Enrique San Pedro y Fonaguera (March 9, 1926 – July 17, 1994) was a Cuban-born American Catholic prelate who served as the fourth bishop of Brownsville in Texas from 1991 until his death in 1994 and previously as an auxiliary bishop of the Diocese of Galveston-Houston from 1986 to 1991. San Pedro was a member of the Society of Jesus (Jesuits).

==Biography==
=== Early life ===
Enrique San Pedro y Fonaguera was born on March 9, 1926, in Havana, Cuba, the second child and oldest son of María Antonia Fornaguera and Enrique San Pedro y Xiques. His siblings were Silvia, Berta, and Javier.

San Pedro studied at Colegio de Belén in Havana and then entered the novitiate of the Jesuits at Escuela Apostólica y Seminario Menor in Sagua la Grande on December 7, 1941. After two years of novitiate, he underwent four years of Greek and Latin studies in Havana and in Salamanca, Spain, where he received a master's degree in classical literature. These studies were followed by three years of philosophy at Comillas Pontifical University in Madrid. San Pedro was sent to Manila, Philippines to study Mandarin, Tagalog, and Vietnamese. While there, he also taught social sciences and Latin at a Jesuit school in the Philippines.
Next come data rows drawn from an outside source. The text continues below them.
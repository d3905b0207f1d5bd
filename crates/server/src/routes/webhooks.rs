//! Shopify webhook listener.
//!
//! The `products/update` handler always answers HTTP 200, even on internal
//! failure - the body's `status` field is the only failure signal. Shopify
//! retries (and eventually drops) webhook subscriptions that return error
//! statuses, so a transient database fault must not look like a dead
//! endpoint.

use axum::body::Bytes;
use axum::extract::State;
use axum::http::HeaderMap;
use axum::{Json, response::IntoResponse};
use serde::Serialize;
use tracing::instrument;

use crate::services::reconciler::{self, StockEvent};
use crate::state::AppState;

/// Header Shopify uses to identify the tenant store.
const SHOP_DOMAIN_HEADER: &str = "X-Shopify-Shop-Domain";

/// Coarse webhook acknowledgment; the caller is a machine, not a human.
#[derive(Debug, Serialize)]
pub struct WebhookResponse {
    pub status: &'static str,
}

const SUCCESS: Json<WebhookResponse> = Json(WebhookResponse { status: "success" });
const ERROR: Json<WebhookResponse> = Json(WebhookResponse { status: "error" });

/// Handle a `products/update` webhook delivery.
///
/// The raw body is taken as bytes and parsed manually so that malformed
/// payloads still get the 200 acknowledgment.
#[instrument(skip_all)]
pub async fn product_update(
    State(state): State<AppState>,
    headers: HeaderMap,
    body: Bytes,
) -> impl IntoResponse {
    let shop_domain = headers
        .get(SHOP_DOMAIN_HEADER)
        .and_then(|v| v.to_str().ok());

    let payload: serde_json::Value = match serde_json::from_slice(&body) {
        Ok(payload) => payload,
        Err(e) => {
            tracing::warn!(error = %e, "webhook payload is not valid JSON");
            return ERROR;
        }
    };

    let event = match StockEvent::from_webhook(shop_domain, &payload) {
        Ok(event) => event,
        Err(e) => {
            tracing::warn!(error = %e, "malformed webhook event");
            return ERROR;
        }
    };

    match reconciler::reconcile(state.pool(), state.whatsapp(), &event).await {
        Ok(summary) => {
            tracing::info!(
                shop = %event.shop,
                product_id = %event.product_id,
                total_stock = event.total_stock,
                matched = summary.matched,
                notified = summary.notified,
                failed = summary.failed,
                already_claimed = summary.already_claimed,
                "webhook processed"
            );
            SUCCESS
        }
        Err(e) => {
            // Ack anyway; the error is ours, not the sender's.
            sentry::capture_error(&e);
            tracing::error!(
                shop = %event.shop,
                product_id = %event.product_id,
                error = %e,
                "webhook reconciliation failed"
            );
            ERROR
        }
    }
}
San Pedro also studied theology in Baguio.

=== Priesthood ===
San Pedro was ordained a priest by Bishop William Brasseur for the Jesuits on March 18, 1957. He continued his studies at the Pontifical Biblical Institute in Rome and received his doctorate in sacred scripture from the University of Innsbruck, Austria. He spoke seven languages, wrote two books, and published some professional articles and book reviews.
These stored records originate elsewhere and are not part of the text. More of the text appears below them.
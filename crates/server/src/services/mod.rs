//! Business logic services.
//!
//! - [`intake`] - Accepts new restock subscriptions
//! - [`reconciler`] - Matches stock-change webhooks against pending leads
//! - [`whatsapp`] - WhatsApp Cloud API template dispatch

pub mod intake;
pub mod reconciler;
pub mod whatsapp;

pub use intake::SubscribeOutcome;
pub use reconciler::{ReconcileSummary, StockEvent};
pub use whatsapp::{WhatsAppClient, WhatsAppError};
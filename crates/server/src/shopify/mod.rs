//! Shopify Admin REST API integration.
//!
//! Covers the three things the app needs from Shopify: the OAuth token
//! exchange during install, webhook self-registration, and product reads
//! (dashboard listing and the optional inventory pre-check).

pub mod client;

pub use client::{AccessTokenGrant, ShopifyClient, ShopifyError};
//! Database operations for the restock alerts `PostgreSQL` database.
//!
//! ## Tables
//!
//! - `lead` - Customer restock subscription requests, one row per request
//! - `shop` - Shopify OAuth credentials, one row per installed store
//!
//! All queries are scoped by shop domain; one store's leads are never
//! visible to another store's webhook or dashboard traffic.
//!
//! # Migrations
//!
//! Migrations live in `crates/server/migrations/` and are applied on
//! startup via `sqlx::migrate!`.

pub mod leads;
pub mod shops;

use std::time::Duration;

use secrecy::ExposeSecret;
use sqlx::PgPool;
use sqlx::postgres::PgPoolOptions;
use thiserror::Error;

pub use leads::{Lead, LeadRepository, NewLead};
pub use shops::{ShopCredentials, ShopRepository};

/// Errors that can occur during repository operations.
#[derive(Debug, Error)]
pub enum RepositoryError {
    /// Database error from sqlx.
    #[error("database error: {0}")]
    Database(#[from] sqlx::Error),

    /// Data in the database is corrupted or invalid.
    #[error("data corruption: {0}")]
    DataCorruption(String),

    /// Constraint violation (e.g., duplicate pending lead).
    #[error("constraint violation: {0}")]
    Conflict(String),
}

/// Create a `PostgreSQL` connection pool with sensible defaults.
///
/// # Errors
///
/// Returns `sqlx::Error` if the connection cannot be established.
pub async fn create_pool(database_url: &secrecy::SecretString) -> Result<PgPool, sqlx::Error> {
    PgPoolOptions::new()
        .max_connections(10)
        .min_connections(2)
        .acquire_timeout(Duration::from_secs(10))
        .connect(database_url.expose_secret())
        .await
}
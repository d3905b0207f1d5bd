//! HTTP route handlers.
//!
//! # Route Structure
//!
//! ```text
//! GET  /                             - Embedded-app landing page
//! GET  /health                       - Liveness check (in main)
//! GET  /health/ready                 - Readiness check (in main)
//!
//! # Storefront widget API
//! POST /api/subscribe                - Register a restock subscription
//!
//! # Merchant dashboard API
//! GET  /api/products                 - Proxy the store's product list
//!
//! # Shopify
//! GET  /api/auth                     - Start the OAuth install flow
//! GET  /api/auth/callback            - Finish install: token + webhook setup
//! POST /api/webhooks/product_update  - Inbound stock-change webhook
//! ```

pub mod auth;
pub mod home;
pub mod products;
pub mod subscribe;
pub mod webhooks;

use axum::{
    Router,
    routing::{get, post},
};

use crate::state::AppState;

/// Create all routes for the server.
pub fn routes() -> Router<AppState> {
    Router::new()
        .route("/", get(home::landing))
        .route("/api/subscribe", post(subscribe::subscribe))
        .route("/api/products", get(products::list))
        .route("/api/auth", get(auth::install))
        .route("/api/auth/callback", get(auth::callback))
        .route(
            "/api/webhooks/product_update",
            post(webhooks::product_update),
        )
}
After finishing his education, the Jesuits sent San Pedro to what was then South Vietnam to teach at the Pius X Pontifical College in Da Lat. He also worked at the Student Center of St. Francisco Javier in Huế. In 1975, after the Fall of Saigon, he was banished from Vietnam by the Communist government. During the period he was in Vietnam, he acted as a liaison between the Bishops' Conference and the clergy.
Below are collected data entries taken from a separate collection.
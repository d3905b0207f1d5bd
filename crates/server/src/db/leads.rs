//! Lead repository for database operations.
//!
//! A lead is one customer's request to be told when one product is back in
//! stock at one store. The repository owns the full lead lifecycle: the
//! intake path inserts `pending` rows, the reconciler claims them
//! (`pending -> notified`) and releases them again if delivery fails.

use chrono::{DateTime, Utc};
use sqlx::PgPool;

use restock_alerts_core::{LeadId, LeadStatus, PhoneNumber};

use super::RepositoryError;

/// A stored restock subscription request.
#[derive(Debug, Clone)]
pub struct Lead {
    pub id: LeadId,
    /// Tenant shop domain (e.g., acme.myshopify.com).
    pub shop: String,
    /// Product ID in canonical string form, matching webhook payloads.
    pub product_id: String,
    pub product_title: String,
    pub customer_name: String,
    pub phone_number: PhoneNumber,
    pub status: LeadStatus,
    pub created_at: DateTime<Utc>,
    /// Set exactly once, when the lead transitions to `notified`.
    pub notified_at: Option<DateTime<Utc>>,
}

/// Fields required to insert a new lead.
#[derive(Debug, Clone)]
pub struct NewLead {
    pub shop: String,
    pub product_id: String,
    pub product_title: String,
    pub customer_name: String,
    pub phone_number: PhoneNumber,
}

/// Internal row type for `PostgreSQL` queries.
#[derive(Debug, sqlx::FromRow)]
struct LeadRow {
    id: LeadId,
    shop: String,
    product_id: String,
    product_title: String,
    customer_name: String,
    phone_number: String,
    status: LeadStatus,
    created_at: DateTime<Utc>,
    notified_at: Option<DateTime<Utc>>,
}

impl TryFrom<LeadRow> for Lead {
    type Error = RepositoryError;

    fn try_from(row: LeadRow) -> Result<Self, Self::Error> {
        let phone_number = PhoneNumber::parse(&row.phone_number).map_err(|e| {
            RepositoryError::DataCorruption(format!("invalid phone number in database: {e}"))
        })?;

        Ok(Self {
            id: row.id,
            shop: row.shop,
            product_id: row.product_id,
            product_title: row.product_title,
            customer_name: row.customer_name,
            phone_number,
            status: row.status,
            created_at: row.created_at,
            notified_at: row.notified_at,
        })
    }
}

/// Repository for lead database operations.
pub struct LeadRepository<'a> {
    pool: &'a PgPool,
}

impl<'a> LeadRepository<'a> {
    /// Create a new lead repository.
    #[must_use]
    pub const fn new(pool: &'a PgPool) -> Self {
        Self { pool }
    }

    /// Insert a new lead in `pending` state.
    ///
    /// # Errors
    ///
    /// Returns `RepositoryError::Conflict` if a pending lead already exists
    /// for the same (shop, product, phone) triple - the partial unique index
    /// backs the same invariant the intake duplicate check enforces.
    /// Returns `RepositoryError::Database` for other database errors.
    pub async fn create(&self, new_lead: &NewLead) -> Result<Lead, RepositoryError> {
        let row = sqlx::query_as::<_, LeadRow>(
            r"
            INSERT INTO lead (shop, product_id, product_title, customer_name, phone_number)
            VALUES ($1, $2, $3, $4, $5)
            RETURNING id, shop, product_id, product_title, customer_name,
                      phone_number, status, created_at, notified_at
            ",
        )
        .bind(&new_lead.shop)
        .bind(&new_lead.product_id)
        .bind(&new_lead.product_title)
        .bind(&new_lead.customer_name)
        .bind(new_lead.phone_number.as_str())
        .fetch_one(self.pool)
        .await
        .map_err(|e| {
            if let sqlx::Error::Database(ref db_err) = e
                && db_err.is_unique_violation()
            {
                return RepositoryError::Conflict("pending lead already exists".to_owned());
            }
            RepositoryError::Database(e)
        })?;

        Lead::try_from(row)
    }

    /// Get all `pending` leads for a shop and product.
    ///
    /// Returns an empty vector, never an error, when nothing matches.
    /// Ordering is oldest-first, though callers must not rely on it.
    ///
    /// # Errors
    ///
    /// Returns `RepositoryError::Database` if the query fails.
    pub async fn find_pending(
        &self,
        shop: &str,
        product_id: &str,
    ) -> Result<Vec<Lead>, RepositoryError> {
        let rows = sqlx::query_as::<_, LeadRow>(
            r"
            SELECT id, shop, product_id, product_title, customer_name,
                   phone_number, status, created_at, notified_at
            FROM lead
            WHERE shop = $1 AND product_id = $2 AND status = 'pending'
            ORDER BY created_at ASC
            ",
        )
        .bind(shop)
        .bind(product_id)
        .fetch_all(self.pool)
        .await?;

        rows.into_iter().map(Lead::try_from).collect()
    }

    /// Check whether a `pending` lead exists for the given triple.
    ///
    /// # Errors
    ///
    /// Returns `RepositoryError::Database` if the query fails.
    pub async fn exists_pending(
        &self,
        shop: &str,
        product_id: &str,
        phone_number: &PhoneNumber,
    ) -> Result<bool, RepositoryError> {
        let exists = sqlx::query_scalar::<_, bool>(
            r"
            SELECT EXISTS(
                SELECT 1 FROM lead
                WHERE shop = $1 AND product_id = $2 AND phone_number = $3
                  AND status = 'pending'
            )
            ",
        )
        .bind(shop)
        .bind(product_id)
        .bind(phone_number.as_str())
        .fetch_one(self.pool)
        .await?;

        Ok(exists)
    }

    /// Atomically claim a lead for notification: `pending -> notified`.
    ///
    /// Returns `true` if this call performed the transition, `false` if the
    /// lead was no longer `pending` (already claimed by a concurrent
    /// webhook delivery, or unknown). The conditional update is what makes
    /// duplicate webhook deliveries safe: only one claimant wins.
    ///
    /// # Errors
    ///
    /// Returns `RepositoryError::Database` if the query fails.
    pub async fn claim(&self, lead_id: LeadId) -> Result<bool, RepositoryError> {
        let result = sqlx::query(
            r"
            UPDATE lead
            SET status = 'notified', notified_at = now()
            WHERE id = $1 AND status = 'pending'
            ",
        )
        .bind(lead_id)
        .execute(self.pool)
        .await?;

        Ok(result.rows_affected() > 0)
    }

    /// Release a claimed lead back to `pending` after a failed send.
    ///
    /// Clears `notified_at` so the lead is indistinguishable from one that
    /// was never attempted, and is selected again by the next restock
    /// event for the same product.
    ///
    /// # Errors
    ///
    /// Returns `RepositoryError::Database` if the query fails.
    pub async fn release(&self, lead_id: LeadId) -> Result<(), RepositoryError> {
        sqlx::query(
            r"
            UPDATE lead
            SET status = 'pending', notified_at = NULL
            WHERE id = $1 AND status = 'notified'
            ",
        )
        .bind(lead_id)
        .execute(self.pool)
        .await?;

        Ok(())
    }
}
San Pedro came to the United States in the late 1970s. He travelled to Miami, Florida, to visit his parents and stayed as assistant pastor at St. Raymond's Parish in that city. He taught classes at Belen Jesuit Preparatory School in Miami periodically from 1977 to 1986. He also worked as a visiting professor at St. Vincent de Paul Regional Seminary in Boynton Beach and at the Jesuit seminary in the Dominican Republic (1976–1977). In 1978, San Pedro requested to be a missionary once again, and he was sent to Suva, Fiji, for two years.

=== Auxiliary Bishop of Galveston-Houston ===
On April 1, 1986, San Pedro was appointed by Pope John Paul II as an auxiliary bishop of Galveston-Houston and titular bishop of Siccesi. He was consecrated at the Albert Thomas Convention Center in Houston, Texas, on June 29, 1986, by Bishop Joseph Fiorenza. His co-consecrators were Archbishop Edward McCarthy and Bishop Agustin Roman. San Pedro took his motto from II Corinthians, I2, 15: Libentissime impendam et super impendar (Most gladly I will spend myself and be spent for your sakes).

=== Coadjutor Bishop and Bishop of Brownsville ===
San Pedro was appointed on August 13, 1991, by John Paul II as coadjutor bishop of the Diocese of Brownsville. He was installed as bishop on September 26, 1991. On November 30, 1991, San Pedro succeeded as the fourth bishop of Brownsville.

=== Death and legacy ===
Enrique San Pedro died in Miami on July 17, 1994, at age 68. He is buried at Our Lady of Mercy Cemetery in Miami.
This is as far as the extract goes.